ジャガイモを掘りながら、NHKラジオ「すっぴん」を聞いていたら、懐かしい名前の池田秀一がゲストに招かれていた。

その名前は、私が小学校6年生のころのNHKテレビドラマ「次郎物語」の主人公次郎の少年役をしていた。

テレビの主題歌はペギー葉山が歌っており、

 ひとりぼっちの次郎はのぼる・・・
 ・・・
 次郎、次郎、見てごらん。
 松の根は岩を砕いて生きてゆく~

というフレーズはよく覚えている。

久しく名前を目と耳にすることはなかったが、ラジオインタビューを聞いて驚いた。昭和24年生れの池田は、NHKでは子役であったが、その後もずっと俳優として結構いろんなドラマに出ているそうだ。NHK大河ドラマや、民放「太陽にほえろ」など。しかし、その番組を見なかったからだろう。とんと気づかなかった。

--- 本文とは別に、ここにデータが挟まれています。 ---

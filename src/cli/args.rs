//! Command-line argument parsing for the folder and project tools
//!
//! Both tools accept the single-dash long flags of the original utilities
//! (`-get`, `-user=...`) as well as the usual double-dash form.

use crate::iam::SetMode;
use clap::builder::BoolishValueParser;
use clap::{ArgAction, Args as ClapArgs, Parser};
use std::ffi::OsString;
use std::path::PathBuf;

/// Long flags that may be spelled with a single dash
const LONG_FLAGS: &[&str] = &[
    "get", "set", "overwrite", "user", "role", "folder", "org", "query", "all-pages", "config",
    "verbose", "quiet", "help", "version",
];

/// Flags whose value may be given as the following argument
const VALUE_FLAGS: &[&str] = &["user", "role", "folder", "org", "query", "config", "c"];

/// Flags shared by both tools
#[derive(ClapArgs, Debug, Clone, Default)]
pub struct CommonArgs {
    /// Configuration file path (default: ~/.crm-tools/config.toml)
    #[arg(short, long, allow_hyphen_values = true)]
    pub config: Option<PathBuf>,

    /// Verbosity level: -q (quiet), default (normal), -v (verbose), -vv (very verbose)
    #[arg(short, long, action = clap::ArgAction::Count)]
    pub verbose: u8,

    /// Quiet mode (errors only)
    #[arg(short, long)]
    pub quiet: bool,
}

/// folder-iam - report and edit IAM bindings on an organization's folders
#[derive(Parser, Debug, Clone)]
#[command(name = "folder-iam")]
#[command(version)]
#[command(about = "Report and edit IAM policy bindings on Cloud Resource Manager folders", long_about = None)]
#[command(after_help = "Examples:\n  \
    folder-iam -get -org=\"organizations/27464139858\"\n  \
    folder-iam -set -user=\"user:test@gmail.com\" -role=\"roles/resourcemanager.folderEditor\" -folder=\"folders/345573146175\"")]
pub struct FolderIamArgs {
    /// Get folder IAM policies
    #[arg(long, num_args = 0..=1, require_equals = true, default_missing_value = "true",
          default_value = "false", action = ArgAction::Set, value_parser = BoolishValueParser::new())]
    pub get: bool,

    /// Set folder IAM policy
    #[arg(long, num_args = 0..=1, require_equals = true, default_missing_value = "true",
          default_value = "false", action = ArgAction::Set, value_parser = BoolishValueParser::new())]
    pub set: bool,

    /// Overwrite IAM policy
    #[arg(long, num_args = 0..=1, require_equals = true, default_missing_value = "true",
          default_value = "false", action = ArgAction::Set, value_parser = BoolishValueParser::new())]
    pub overwrite: bool,

    /// Member to grant
    #[arg(long, default_value = "", allow_hyphen_values = true, value_name = "user:[user]")]
    pub user: String,

    /// Role to grant
    #[arg(long, default_value = "", allow_hyphen_values = true, value_name = "roles/[role]")]
    pub role: String,

    /// Folder whose policy is set
    #[arg(long, default_value = "", allow_hyphen_values = true, value_name = "folders/[folder ID]")]
    pub folder: String,

    /// Organization whose folders are reported
    #[arg(long, default_value = "", allow_hyphen_values = true, value_name = "organizations/[org ID]")]
    pub org: String,

    #[command(flatten)]
    pub common: CommonArgs,
}

/// project-search - group active projects by parent
#[derive(Parser, Debug, Clone)]
#[command(name = "project-search")]
#[command(version)]
#[command(about = "Search visible projects and group the active ones by parent", long_about = None)]
pub struct ProjectSearchArgs {
    /// Search query (e.g. "parent:folders/123")
    #[arg(long, allow_hyphen_values = true)]
    pub query: Option<String>,

    /// Fetch every result page instead of only the first
    #[arg(long, num_args = 0..=1, require_equals = true, default_missing_value = "true",
          default_value = "false", action = ArgAction::Set, value_parser = BoolishValueParser::new())]
    pub all_pages: bool,

    #[command(flatten)]
    pub common: CommonArgs,
}

/// Verbosity level enum
#[derive(Debug, Clone, Copy, PartialEq, Eq)]
pub enum Verbosity {
    Quiet,
    Normal,
    Verbose,
    VeryVerbose,
}

impl CommonArgs {
    /// Get verbosity level based on flags
    pub fn verbosity(&self) -> Verbosity {
        if self.quiet {
            Verbosity::Quiet
        } else {
            match self.verbose {
                0 => Verbosity::Normal,
                1 => Verbosity::Verbose,
                _ => Verbosity::VeryVerbose,
            }
        }
    }
}

impl FolderIamArgs {
    /// Parse from argv, accepting single-dash long flags
    pub fn parse_flags<I, T>(args: I) -> Self
    where
        I: IntoIterator<Item = T>,
        T: Into<OsString>,
    {
        Self::parse_from(normalize_flag_style(args))
    }

    pub fn set_mode(&self) -> SetMode {
        if self.overwrite {
            SetMode::Overwrite
        } else {
            SetMode::Merge
        }
    }
}

impl ProjectSearchArgs {
    pub fn parse_flags<I, T>(args: I) -> Self
    where
        I: IntoIterator<Item = T>,
        T: Into<OsString>,
    {
        Self::parse_from(normalize_flag_style(args))
    }
}

impl Verbosity {
    /// Convert to string representation
    pub fn as_str(&self) -> &'static str {
        match self {
            Verbosity::Quiet => "quiet",
            Verbosity::Normal => "normal",
            Verbosity::Verbose => "verbose",
            Verbosity::VeryVerbose => "very_verbose",
        }
    }

    /// Default `tracing` filter when RUST_LOG is unset
    pub fn filter_directive(&self) -> &'static str {
        match self {
            Verbosity::Quiet => "error",
            Verbosity::Normal => "warn",
            Verbosity::Verbose => "crm_tools=info,warn",
            Verbosity::VeryVerbose => "crm_tools=debug,info",
        }
    }
}

/// Rewrite `-flag` / `-flag=value` to `--flag` / `--flag=value` for known long flags.
///
/// Booleans also take `-flag=true` / `-flag=false`. The argument after a
/// value flag given without `=` is its value and is never rewritten, so
/// `-user -get` sets the user to `-get`. The program name and everything
/// after a bare `--` are left alone, as are short flags such as `-v` or `-vv`.
pub fn normalize_flag_style<I, T>(args: I) -> Vec<OsString>
where
    I: IntoIterator<Item = T>,
    T: Into<OsString>,
{
    let mut out = Vec::new();
    let mut passthrough = false;
    let mut expects_value = false;

    for (i, arg) in args.into_iter().enumerate() {
        let arg: OsString = arg.into();
        if i == 0 || passthrough || expects_value {
            expects_value = false;
            out.push(arg);
            continue;
        }

        let rewritten = match arg.to_str() {
            Some("--") => {
                passthrough = true;
                None
            }
            Some(s) if s.starts_with('-') => {
                let body = s.trim_start_matches('-');
                let (name, has_value) = match body.split_once('=') {
                    Some((name, _)) => (name, true),
                    None => (body, false),
                };
                expects_value = !has_value && VALUE_FLAGS.contains(&name);

                (!s.starts_with("--") && LONG_FLAGS.contains(&name))
                    .then(|| OsString::from(format!("-{}", s)))
            }
            _ => None,
        };

        out.push(rewritten.unwrap_or(arg));
    }

    out
}
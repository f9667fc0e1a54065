//! HTTP client for the Cloud Resource Manager REST API
//!
//! Folder listing and folder IAM use the v2 surface; project search uses v3.

use crate::api::types::{
    ErrorEnvelope, GetIamPolicyRequest, ListFoldersResponse, Policy, SearchProjectsResponse,
    SetIamPolicyRequest,
};
use crate::api::ResourceManager;
use crate::auth::{AccessToken, CredentialChain};
use crate::config::Config;
use crate::errors::{CrmError, Result};
use async_trait::async_trait;
use chrono::Utc;
use reqwest::{Client, RequestBuilder, Response};
use serde::de::DeserializeOwned;
use std::time::Duration;

/// Authenticated Resource Manager client
pub struct HttpResourceManager {
    client: Client,
    base_url: String,
    token: AccessToken,
}

impl HttpResourceManager {
    /// Build a client with an already resolved token
    pub fn new(base_url: impl Into<String>, token: AccessToken, timeout_secs: u64) -> Result<Self> {
        let client = Client::builder()
            .timeout(Duration::from_secs(timeout_secs))
            .build()?;

        Ok(Self {
            client,
            base_url: base_url.into().trim_end_matches('/').to_string(),
            token,
        })
    }

    /// Resolve Application Default Credentials and build a client
    pub async fn connect(config: &Config) -> Result<Self> {
        let http = Client::builder()
            .timeout(Duration::from_secs(config.api.timeout_secs))
            .build()?;

        let token = CredentialChain::from_config(&config.auth).resolve(&http).await?;
        token.ensure_fresh(Utc::now())?;
        tracing::info!(source = %token.source, endpoint = config.endpoint(), "authenticated");

        Ok(Self {
            client: http,
            base_url: config.endpoint().to_string(),
            token,
        })
    }

    fn folders_url(&self) -> String {
        format!("{}/v2/folders", self.base_url)
    }

    /// `{base}/v2/{resource}:{method}`
    fn resource_method_url(&self, resource: &str, method: &str) -> String {
        format!("{}/v2/{}:{}", self.base_url, resource, method)
    }

    fn projects_search_url(&self) -> String {
        format!("{}/v3/projects:search", self.base_url)
    }

    async fn send<T: DeserializeOwned>(&self, request: RequestBuilder) -> Result<T> {
        self.token.ensure_fresh(Utc::now())?;
        let response = request
            .header(reqwest::header::AUTHORIZATION, self.token.bearer())
            .send()
            .await?;

        decode(response).await
    }
}

/// Turn a response into `T`, or into `CrmError::Api` for non-success statuses
async fn decode<T: DeserializeOwned>(response: Response) -> Result<T> {
    let status = response.status();
    let body = response.text().await?;

    if !status.is_success() {
        return Err(api_error(status.as_u16(), &body));
    }

    Ok(serde_json::from_str(&body)?)
}

fn api_error(code: u16, body: &str) -> CrmError {
    match serde_json::from_str::<ErrorEnvelope>(body) {
        Ok(envelope) => CrmError::Api {
            code: if envelope.error.code == 0 { code } else { envelope.error.code },
            status: envelope.error.status,
            message: envelope.error.message,
        },
        Err(_) => CrmError::Api {
            code,
            status: String::new(),
            message: body.trim().to_string(),
        },
    }
}

#[async_trait]
impl ResourceManager for HttpResourceManager {
    async fn list_folders(&self, parent: &str, page_token: Option<&str>) -> Result<ListFoldersResponse> {
        let mut query: Vec<(&str, &str)> = vec![("parent", parent)];
        if let Some(token) = page_token {
            query.push(("pageToken", token));
        }

        tracing::debug!(parent, ?page_token, "folders.list");
        let request = self.client.get(self.folders_url()).query(&query);
        self.send(request).await
    }

    async fn get_folder_iam_policy(&self, folder: &str) -> Result<Policy> {
        tracing::debug!(folder, "folders.getIamPolicy");
        let request = self
            .client
            .post(self.resource_method_url(folder, "getIamPolicy"))
            .json(&GetIamPolicyRequest::default());
        self.send(request).await
    }

    async fn set_folder_iam_policy(&self, folder: &str, policy: &Policy) -> Result<Policy> {
        tracing::debug!(folder, bindings = policy.bindings.len(), "folders.setIamPolicy");
        let request = self
            .client
            .post(self.resource_method_url(folder, "setIamPolicy"))
            .json(&SetIamPolicyRequest { policy });
        self.send(request).await
    }

    async fn search_projects(&self, query: Option<&str>, page_token: Option<&str>) -> Result<SearchProjectsResponse> {
        let mut params: Vec<(&str, &str)> = Vec::new();
        if let Some(q) = query {
            params.push(("query", q));
        }
        if let Some(token) = page_token {
            params.push(("pageToken", token));
        }

        tracing::debug!(?query, ?page_token, "projects.search");
        let request = self.client.get(self.projects_search_url()).query(&params);
        self.send(request).await
    }
}
//! Logging setup shared by both binaries
//!
//! Logs go to stderr so stdout carries only the report.

use crate::cli::Verbosity;
use tracing_subscriber::EnvFilter;

/// Build the filter: `RUST_LOG` wins, otherwise the verbosity default
pub fn env_filter(verbosity: Verbosity) -> EnvFilter {
    EnvFilter::try_from_default_env().unwrap_or_else(|_| EnvFilter::new(verbosity.filter_directive()))
}

/// Install the global subscriber. Safe to call more than once.
pub fn init(verbosity: Verbosity) {
    let _ = tracing_subscriber::fmt()
        .with_env_filter(env_filter(verbosity))
        .with_writer(std::io::stderr)
        .with_target(false)
        .try_init();

    tracing::debug!(verbosity = verbosity.as_str(), "logging initialised");
}
//! CLI module for crm-tools
//!
//! Argument parsing for the `folder-iam` and `project-search` binaries.

pub mod args;

pub use args::{normalize_flag_style, CommonArgs, FolderIamArgs, ProjectSearchArgs, Verbosity};
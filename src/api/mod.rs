//! Cloud Resource Manager service seam
//!
//! The tools only ever talk to the service through [`ResourceManager`], so the
//! walker, reporter, mutator and project grouping can run against any backend.

pub mod client;
pub mod types;

use crate::errors::Result;
use async_trait::async_trait;

pub use client::HttpResourceManager;
pub use types::{Binding, Folder, ListFoldersResponse, Policy, Project, ProjectState, SearchProjectsResponse};

/// Remote operations used by the tools
#[async_trait]
pub trait ResourceManager: Send + Sync {
    /// List one page of the immediate child folders of `parent`
    async fn list_folders(&self, parent: &str, page_token: Option<&str>) -> Result<ListFoldersResponse>;

    /// Fetch the IAM policy attached to a folder
    async fn get_folder_iam_policy(&self, folder: &str) -> Result<Policy>;

    /// Replace the IAM policy attached to a folder, returning the stored policy
    async fn set_folder_iam_policy(&self, folder: &str, policy: &Policy) -> Result<Policy>;

    /// Search one page of projects visible to the caller
    async fn search_projects(&self, query: Option<&str>, page_token: Option<&str>) -> Result<SearchProjectsResponse>;
}
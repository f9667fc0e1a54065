//! Project search and grouping by parent

use crate::api::{Project, ResourceManager};
use crate::errors::Result;
use std::collections::HashMap;
use std::fmt;

/// How much of the search result set to fetch
#[derive(Debug, Clone, Default)]
pub struct SearchOptions {
    /// Search query passed to `projects.search`
    pub query: Option<String>,
    /// Follow page tokens instead of stopping after the first response
    pub all_pages: bool,
}

/// Active project names for one parent
#[derive(Debug, Clone, PartialEq, Eq)]
pub struct ProjectGroup {
    pub parent: String,
    pub projects: Vec<String>,
}

/// Active projects grouped by parent, in order of first discovery
#[derive(Debug, Clone, Default)]
pub struct ProjectGroups {
    groups: Vec<ProjectGroup>,
    index: HashMap<String, usize>,
}

impl ProjectGroups {
    pub fn new() -> Self {
        Self::default()
    }

    /// Record a project name under `parent`
    pub fn insert(&mut self, parent: &str, project: &str) {
        let slot = match self.index.get(parent) {
            Some(&slot) => slot,
            None => {
                self.groups.push(ProjectGroup {
                    parent: parent.to_string(),
                    projects: Vec::new(),
                });
                self.index.insert(parent.to_string(), self.groups.len() - 1);
                self.groups.len() - 1
            }
        };
        self.groups[slot].projects.push(project.to_string());
    }

    pub fn groups(&self) -> &[ProjectGroup] {
        &self.groups
    }

    pub fn is_empty(&self) -> bool {
        self.groups.is_empty()
    }

    /// Total number of grouped projects
    pub fn project_count(&self) -> usize {
        self.groups.iter().map(|g| g.projects.len()).sum()
    }
}

/// Group active projects by parent; every other state is skipped
pub fn group_active_projects<'a, I>(projects: I) -> ProjectGroups
where
    I: IntoIterator<Item = &'a Project>,
{
    let mut groups = ProjectGroups::new();
    for project in projects {
        if project.is_active() {
            groups.insert(&project.parent, &project.name);
        } else {
            tracing::debug!(project = %project.name, state = %project.state, "skipping inactive project");
        }
    }
    groups
}

/// Run the search call(s) and collect the returned projects
pub async fn search_projects<A>(api: &A, options: &SearchOptions) -> Result<Vec<Project>>
where
    A: ResourceManager + ?Sized,
{
    let mut projects = Vec::new();
    let mut page_token: Option<String> = None;

    loop {
        let page = api
            .search_projects(options.query.as_deref(), page_token.as_deref())
            .await?;
        projects.extend(page.projects.iter().cloned());

        match page.next_page() {
            Some(token) if options.all_pages => page_token = Some(token.to_string()),
            Some(_) => {
                tracing::info!("more projects available; pass --all-pages to fetch them");
                break;
            }
            None => break,
        }
    }

    Ok(projects)
}

/// Search, filter to active, and group in one step
pub async fn active_projects_by_parent<A>(api: &A, options: &SearchOptions) -> Result<ProjectGroups>
where
    A: ResourceManager + ?Sized,
{
    let projects = search_projects(api, options).await?;
    let groups = group_active_projects(&projects);
    if groups.is_empty() {
        tracing::info!(found = projects.len(), "no active projects found");
        return Ok(groups);
    }
    tracing::info!(
        found = projects.len(),
        active = groups.project_count(),
        parents = groups.groups().len(),
        "project search complete"
    );
    Ok(groups)
}

impl fmt::Display for ProjectGroups {
    fn fmt(&self, f: &mut fmt::Formatter<'_>) -> fmt::Result {
        for group in &self.groups {
            writeln!(f, "Parent: {}", group.parent)?;
            for project in &group.projects {
                writeln!(f, "  Project: {}", project)?;
            }
            writeln!(f)?;
        }
        Ok(())
    }
}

最近は、声優としての仕事のほうが中心のようで、アニメ「機動戦士ガンダム」の主人公シャア(というそうな)の声役で有名とか。私にはまった縁のない分野であるが。なるほど渋い声だ。

私にとっては池田秀一というよりも「次郎物語」だ。NHK放送と、どっちが先だったかは覚えていないが、小学校6年の読書の時間に、担任の東近三子先生がこの本を読み聞かせてくれた。

先生が読んだあと、みんなも自力で読まされたような気がする。そして、その読書感想文を書かされた。

東近先生には、ほかにも作文をたくさん書かされた。それを時々文集にまとめてくれた。ある時の文集に、私の「次郎物語」感想文を載せてくれ、ほめられたことがあった。

「次郎物語」は下村湖人の自伝的小説で、幼少期から青年期まで全5巻書かれ、結局未完に終わった作品である。東近先生に読んでもらったのは、幼少期の第1巻の一部であったので、だいぶ後から全巻を読んだ。

私は、このブログを書いていうように、文章を書くことが好きとまでは言えないが、あまり抵抗もなく書けているのは、遡れば、東近先生に書かされた作文に行く着くものであり、その一つが「次郎物語」であったことは間違いない。

「次郎物語」には、そんな恩義がある。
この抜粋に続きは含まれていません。